对于大规模的企业级应用来讲,没有集群是不太现实的,考虑到可扩展性和高可用性,
在通常的生产环境中,都会应用到中间件集群这种技术。
本文主要讲述了10gas相关的集群配置,一般的管理方面的内容。
10gas的集群分为两大类
1.基于管理的集群
基于管理的集群主要通过 Repository 来记录 整个集群得相关配置信息,比如集群发布的程序阿等等。
这个方式下,管理员需要手工操作的东西比较少。比如发布一个程序,只要对整个集群做一次发布即可。
2..手工管理的集群方式
在这种方式下,除了最基本的session复制以及ejb cluster 外,10gas不提供更多的管理手段,
如果需要发布程序,你需要对参与集群的所有instance做发布。你可以想象再你有10几台服务器的情况下,如果每次发布程序,都需要一台台去发布,不但工作量大,而且很容易搞错。
所以建议采用基于管理的方式来做集群。
对于创建人工管理的集群,请参考我以前的贴子
http://www.itpub.net/248375.html
基于管理的集群主要用到需要 Repository 来存储相关的配置信息。
由于 Repository 的重要性,这里花点时间讲一下 Repository得相关信息。
Repository 有两种存储方式,databased-Repository 和 filebased-Repository.
其中 filebased-Repository 是 10gas才新心出来的功能。主要是解决以前只能创建
databased-Repository cluster 的问题,而 databased-Repository 需要安装 Infrastructure 。
这个Infrastructure 是大家颇为头疼的东西,不太庞大,而且极容易出问题。所以才有了filebased-Repository。
存放在 Repository 的信息主要有下面几种
1.Product metadata
2.Management metadata
3.Idendity Management metadata (databased-Repository 才有)
对于集群主要需要用到的信息是 1.Product metadata 和 2.Management metadata。
还记得我10gas 系列文章的第一篇吗
http://www.itpub.net/250581.html(oracle 10gas安装攻略) 里面的安装方式
J2EE andWeb Cache installation type ,这个安装方式缺省就是采用 filebased-Repository .当然也可以
迁移到 databased-Repository。
所以本文主要讲如何创建 filebased-Repository 的cluster。对于基于 databased-Repository 的方式的集群,以后再深入讲。
先讲一下创建集群的要求
1.所有的 application server instance 必须再同一个farm ,也就是要用同一个 Repository来存放管理信息。
2.所有的参与集群的 application server instance 都必须安装同样的os。
3.每个参与集群的 application server instance 只能由一个ohs server.

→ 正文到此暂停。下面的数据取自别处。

//! The client facade used by the business API layer.

use std::sync::Arc;

use bytes::Bytes;
use futures::{StreamExt, TryStreamExt};
use reqwest::Client;
use serde::Serialize;
use serde::de::DeserializeOwned;
use tokio::sync::broadcast;
use tokio_util::sync::CancellationToken;
use tracing::{debug, info, warn};

use crate::config::{ClientConfig, create_client};
use crate::credential::{Credential, MemorySessionStore, SessionStore};
use crate::envelope::{check_status, decode_response};
use crate::error::RequestError;
use crate::events::{ClientEvent, EventBus};
use crate::executor::{Executor, RawResponse};
use crate::interceptor::AuthInterceptor;
use crate::refresh::{EndpointRefresher, RefreshCoordinator, RefreshSnapshot, TokenRefresher};
use crate::request::{RequestSpec, ResponseMode};
use crate::stream::{self, ByteStream, EventStream};

/// Cheap to clone; clones share the session, the refresh coordinator and the
/// connection pool.
#[derive(Clone)]
pub struct ApiClient {
    inner: Arc<ClientInner>,
}

struct ClientInner {
    config: ClientConfig,
    executor: Arc<Executor>,
    session: Arc<dyn SessionStore>,
    coordinator: Arc<RefreshCoordinator>,
    interceptor: AuthInterceptor,
    events: EventBus,
    shutdown: CancellationToken,
}

pub struct ApiClientBuilder {
    config: ClientConfig,
    session: Option<Arc<dyn SessionStore>>,
    refresher: Option<Arc<dyn TokenRefresher>>,
    http_client: Option<Client>,
}

impl ApiClientBuilder {
    /// Share a session store with the rest of the application.
    pub fn session_store(mut self, session: Arc<dyn SessionStore>) -> Self {
        self.session = Some(session);
        self
    }

    /// Replace the default refresh endpoint call.
    pub fn refresher(mut self, refresher: Arc<dyn TokenRefresher>) -> Self {
        self.refresher = Some(refresher);
        self
    }

    pub fn http_client(mut self, client: Client) -> Self {
        self.http_client = Some(client);
        self
    }

    pub fn build(self) -> Result<ApiClient, RequestError> {
        let config = self.config;
        let http = match self.http_client {
            Some(client) => client,
            None => create_client(&config)?,
        };

        let shutdown = CancellationToken::new();
        let executor = Arc::new(Executor::new(http, config.default_timeout, shutdown.clone()));

        let session: Arc<dyn SessionStore> = match self.session {
            Some(session) => session,
            None => Arc::new(MemorySessionStore::new()),
        };
        let refresher: Arc<dyn TokenRefresher> = match self.refresher {
            Some(refresher) => refresher,
            None => Arc::new(EndpointRefresher::new(
                Arc::clone(&executor),
                config.base_url.clone(),
                config.refresh_path.clone(),
            )),
        };

        let events = EventBus::new(config.event_capacity);
        let coordinator = Arc::new(RefreshCoordinator::new(
            refresher,
            Arc::clone(&session),
            events.clone(),
            shutdown.clone(),
        ));
        let interceptor = AuthInterceptor::new(
            Arc::clone(&executor),
            Arc::clone(&session),
            Arc::clone(&coordinator),
            config.base_url.clone(),
        );

        debug!(base_url = %config.base_url, timeout_ms = config.default_timeout.as_millis() as u64, "API client ready");
        Ok(ApiClient {
            inner: Arc::new(ClientInner {
                config,
                executor,
                session,
                coordinator,
                interceptor,
                events,
                shutdown,
            }),
        })
    }
}

impl ApiClient {
    pub fn new(config: ClientConfig) -> Result<Self, RequestError> {
        Self::builder(config).build()
    }

    pub fn builder(config: ClientConfig) -> ApiClientBuilder {
        ApiClientBuilder {
            config,
            session: None,
            refresher: None,
            http_client: None,
        }
    }

    pub fn config(&self) -> &ClientConfig {
        &self.inner.config
    }

    pub fn session(&self) -> &Arc<dyn SessionStore> {
        &self.inner.session
    }

    pub fn subscribe(&self) -> broadcast::Receiver<ClientEvent> {
        self.inner.events.subscribe()
    }

    pub fn coordinator_snapshot(&self) -> RefreshSnapshot {
        self.inner.coordinator.snapshot()
    }

    /// Abort every in-flight and queued call and end open streams.
    pub fn shutdown(&self) {
        info!("Shutting down API client");
        self.inner.shutdown.cancel();
    }

    pub fn is_shut_down(&self) -> bool {
        self.inner.shutdown.is_cancelled()
    }

    /// Run an enveloped call and return its decoded `data`.
    pub async fn send<T: DeserializeOwned>(&self, spec: RequestSpec) -> Result<T, RequestError> {
        let spec = spec.with_mode(ResponseMode::Envelope);
        let result = async {
            let (status, url, body) = self.inner.interceptor.execute(&spec).await?.into_buffered().await?;
            decode_response(status, &url, &body)
        }
        .await;
        self.report(&spec, result)
    }

    pub async fn get<T: DeserializeOwned>(&self, path: &str) -> Result<T, RequestError> {
        self.send(RequestSpec::get(path)).await
    }

    pub async fn post<T, B>(&self, path: &str, body: &B) -> Result<T, RequestError>
    where
        T: DeserializeOwned,
        B: Serialize + ?Sized,
    {
        self.send(RequestSpec::post(path).json(body)?).await
    }

    pub async fn put<T, B>(&self, path: &str, body: &B) -> Result<T, RequestError>
    where
        T: DeserializeOwned,
        B: Serialize + ?Sized,
    {
        self.send(RequestSpec::put(path).json(body)?).await
    }

    pub async fn patch<T, B>(&self, path: &str, body: &B) -> Result<T, RequestError>
    where
        T: DeserializeOwned,
        B: Serialize + ?Sized,
    {
        self.send(RequestSpec::patch(path).json(body)?).await
    }

    pub async fn delete<T: DeserializeOwned>(&self, path: &str) -> Result<T, RequestError> {
        self.send(RequestSpec::delete(path)).await
    }

    /// Binary download. The body carries no envelope and is returned as-is.
    pub async fn blob(&self, spec: RequestSpec) -> Result<Bytes, RequestError> {
        let spec = spec.with_mode(ResponseMode::Blob);
        let result = async {
            let (status, url, body) = self.inner.interceptor.execute(&spec).await?.into_buffered().await?;
            check_status(status, &url, &body)?;
            Ok::<_, RequestError>(body)
        }
        .await;
        self.report(&spec, result)
    }

    /// Unparsed response body for a downstream decoder.
    ///
    /// Setup failures (including a non-success status) are reported as
    /// [`RequestError::StreamUnavailable`] before any chunk is produced. The
    /// timeout covers setup only; an open stream ends on [`shutdown`](Self::shutdown).
    pub async fn bytes_stream(&self, spec: RequestSpec) -> Result<ByteStream, RequestError> {
        let spec = spec.with_mode(ResponseMode::Raw);
        let response = self
            .inner
            .interceptor
            .execute(&spec)
            .await
            .map_err(RequestError::stream_unavailable)?;

        let status = response.status();
        if !status.is_success() {
            let url = response.url().to_string();
            let timeout = spec
                .timeout_override()
                .unwrap_or(self.inner.executor.default_timeout());
            let body = match tokio::time::timeout(timeout, response.into_buffered()).await {
                Ok(Ok((_, _, body))) => body,
                _ => Bytes::new(),
            };
            let err = match check_status(status, &url, &body) {
                Err(e) => e,
                Ok(()) => RequestError::HttpStatus {
                    status,
                    url,
                    body: String::new(),
                },
            };
            warn!(status = status.as_u16(), "Stream request rejected");
            return Err(RequestError::stream_unavailable(err));
        }

        let shutdown = self.inner.shutdown.clone().cancelled_owned();
        let stream: ByteStream = match response {
            RawResponse::Streaming { response, .. } => Box::pin(
                response
                    .bytes_stream()
                    .map_err(RequestError::from)
                    .take_until(shutdown),
            ),
            RawResponse::Buffered { body, .. } => Box::pin(futures::stream::iter([Ok(body)])),
        };
        Ok(stream)
    }

    /// Server-push events with the raw trimmed payload.
    pub async fn text_events(&self, spec: RequestSpec) -> Result<EventStream<String>, RequestError> {
        Ok(stream::text_events(self.bytes_stream(spec).await?))
    }

    /// Server-push events with the payload parsed as JSON.
    pub async fn json_events<T>(&self, spec: RequestSpec) -> Result<EventStream<T>, RequestError>
    where
        T: DeserializeOwned + Send + 'static,
    {
        Ok(stream::json_events(self.bytes_stream(spec).await?))
    }

    /// Run a login call and store the returned credential in the session.
    pub async fn sign_in(&self, spec: RequestSpec) -> Result<Credential, RequestError> {
        let credential: Credential = self.send(spec).await?;
        self.inner.session.set_credential(credential.clone());
        info!(token_type = %credential.token_type, "Signed in");
        Ok(credential)
    }

    pub fn sign_out(&self) {
        self.inner.session.clear();
        info!("Signed out");
    }

    fn report<T>(&self, spec: &RequestSpec, result: Result<T, RequestError>) -> Result<T, RequestError> {
        if let Err(e) = &result {
            if e.is_display_error() {
                let url = spec
                    .resolve_url(&self.inner.config.base_url)
                    .unwrap_or_else(|_| spec.target().to_string());
                let message = match e {
                    RequestError::Envelope { message, .. } => message.clone(),
                    other => other.to_string(),
                };
                self.inner.events.emit(ClientEvent::request_failed(
                    url,
                    e.status().map(|s| s.as_u16()),
                    message,
                ));
            }
        }
        result
    }
}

4.每一个 application server instance 可以有多个 oc4j instance. 每个oc4j instance可以有多个 oc4j process.
5.当然要求所有的application server instance 版本一样了。
关于如何安装,请参考
http://www.itpub.net/250581.html(oracle 10gas安装攻略) ,我就直接从如何创建集群开始讲开。
涉及的 application server instance 有两个
ip 都是 10.1.18.1 ,在同一 物理server 用两个用户安装两个 application server instance ,
每个 application server instance 用不同的端口。
操作系统是 redhat 3.0 update 2.
用户 ias10g 启用 ohs ,端口 7778 ,用户 ias10g2只启用oc4j.
其中 ias10g用户 作为 filebased-Repository host.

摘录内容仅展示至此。